A man walks past an apartment building in Huangpu District, which appears to be supported by wooden struts. [Shanghai Daily]

Seventeen wooden supports were erected against the side of an apartment building in Shanghai's Huangpu District yesterday, apparently to stop it from falling over.

The building on Yongnian Road is not slated for demolition, however, an official told Shanghai Daily.

The exterior of the building, which dates back to 1929, is peppered with large cracks.

The Huangpu government said there have been cracks in it since last year.

Another official said the situation is being monitored on a daily basis and that some action will probably be taken soon.

"It's like living on a ship," said resident Linda Zhang.
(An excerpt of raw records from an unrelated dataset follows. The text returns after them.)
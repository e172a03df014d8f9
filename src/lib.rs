//! # assuan-client
//!
//! Client for the Assuan line protocol spoken by GnuPG-family agents
//! over a Unix domain socket, with:
//! - Byte-exact wire framing (linefeed-terminated ASCII lines)
//! - Binary-safe percent encoding for raw data payloads
//! - Incremental line reassembly across arbitrary transport chunking
//! - Event-driven request/response sequencing, one exchange at a time
//!
//! ## Architecture Overview
//!
//! ```text
//! ┌─────────────────────────────────────────────────────────────┐
//! │                        Caller                                │
//! │        (builds commands, interprets responses)               │
//! └──────────┬──────────────────────────────────▲───────────────┘
//!            │ encode                           │ decode
//! ┌──────────▼──────────────────────────────────┴───────────────┐
//! │                        Codec                                 │
//! │     (commands, percent-coded data, typed responses)          │
//! └──────────┬──────────────────────────────────▲───────────────┘
//!            │ line + LF                        │ complete lines
//! ┌──────────▼───────────────┐   ┌──────────────┴───────────────┐
//! │         Client           │   │      Line Reassembler        │
//! │   (one Unix socket,      │◄──┤   (chunk stream → lines)     │
//! │    half-duplex turns)    │   └──────────────────────────────┘
//! └──────────┬───────────────┘
//!            │
//!            ▼
//!      agent process
//! ```
//!
//! ## Example
//!
//! ```no_run
//! use assuan_client::{AssuanClient, Command, decode_response, encode_command};
//!
//! # fn main() -> assuan_client::Result<()> {
//! let client = AssuanClient::open("/run/user/1000/gnupg/S.gpg-agent")?;
//!
//! client.send(&encode_command(&Command::new("NOP")?))?;
//! let line = client.receive()?;
//! let response = decode_response(&line)?;
//! assert!(response.is_ok());
//! # Ok(())
//! # }
//! ```

// =============================================================================
// Module Declarations
// =============================================================================

pub mod error;
pub mod config;

pub mod protocol;
pub mod network;

// =============================================================================
// Public API Re-exports
// =============================================================================

pub use error::{AssuanError, Result};
pub use config::Config;
pub use network::{AssuanClient, ConnectionState};
pub use protocol::{
    classify, decode_response, encode_command, encode_data, Command, Response, ResponseKind,
};

// =============================================================================
// Version Info
// =============================================================================

/// Current version of the crate
pub const VERSION: &str = env!("CARGO_PKG_VERSION");
//! Command definitions
//!
//! Represents outbound requests to the agent.

use crate::error::{AssuanError, Result};

/// A command to send to the agent
///
/// Immutable once constructed. Neither the name nor the parameters may
/// contain a line terminator; construction enforces this because an
/// embedded terminator would silently corrupt the framing of every
/// subsequent exchange.
#[derive(Debug, Clone, PartialEq, Eq)]
pub struct Command {
    /// Command name (e.g. "NOP", "GETINFO", "SIGN")
    name: String,

    /// Optional parameter text, sent verbatim after the name
    parameters: Option<String>,
}

impl Command {
    /// Create a command without parameters
    pub fn new(name: impl Into<String>) -> Result<Self> {
        let name = name.into();
        validate_line_safe("command name", &name)?;

        Ok(Self {
            name,
            parameters: None,
        })
    }

    /// Create a command with parameter text
    ///
    /// Parameters are not escaped; the caller is responsible for
    /// protocol-valid content.
    pub fn with_parameters(
        name: impl Into<String>,
        parameters: impl Into<String>,
    ) -> Result<Self> {
        let name = name.into();
        let parameters = parameters.into();
        validate_line_safe("command name", &name)?;
        validate_line_safe("command parameters", &parameters)?;

        Ok(Self {
            name,
            parameters: Some(parameters),
        })
    }

    /// Get the command name
    pub fn name(&self) -> &str {
        &self.name
    }

    /// Get the parameter text, if any
    pub fn parameters(&self) -> Option<&str> {
        self.parameters.as_deref()
    }
}

/// Reject text that would break single-line framing
///
/// A linefeed terminates the line early; a carriage return would change
/// framing for peers that accept CRLF. Both are rejected.
fn validate_line_safe(what: &str, text: &str) -> Result<()> {
    if text.contains('\n') || text.contains('\r') {
        return Err(AssuanError::Framing(format!(
            "{} must not contain a line terminator",
            what
        )));
    }
    Ok(())
}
"We sometimes get woken in the night when the building shakes. My daughter gets afraid, particularly when she's home alone," she said.

"She told me she can feel the house moving."

Zhang said she thinks the shaking is due to the pile drivers being used on the construction sites across the road.

She pointed out several cracks in the walls of her apartment, some of them so large that it is possible to see through into the room next door.

The first cracks appeared in 2010 when a subway station was being built nearby, Zhang said.

"But it's got a lot worse since then," she said.

Another resident, surnamed Huang, said her ceiling collapsed last month.

"It was about midnight," she said.

"All of the dust that had piled up over a decade fell down on my son's bed, while he was sleeping in it," she said.

"It was terrifying."

Huang said that the local housing management authority offered to renovate the ceiling for them.

"We moved into a hotel for a while and just moved back in last week," she said.

The two construction sites opposite to the affected residential building belong to Zhonghai Group and CapitaLand, according to information written on signs outside the sites.

A worker at the Zhonghai site, who declined to give his name, said "the underground part of CapitaLand's project" is deeper than the one he is working on.

"We handed our ground sedimentation report to the authorities, and everything was within the reference range," he said.

Shanghai Daily tried to reach the project manager of the CapitaLand site, but he didn't answer the phone.

In December, the district's construction and management agency, Yongye Group, which is responsible for the maintenance of public housing in Huangpu, and the Dapuqiao Neighborhood Committee, held meetings on the issue and spoke to the operators of the construction sites.

A resident surnamed Feng told Shanghai Daily that she hopes the building will be demolished.

"It would be better if we were relocated," she said.

"There's no point in renovating the building, it's too old. If they fix one problem, something else will go wrong," she said.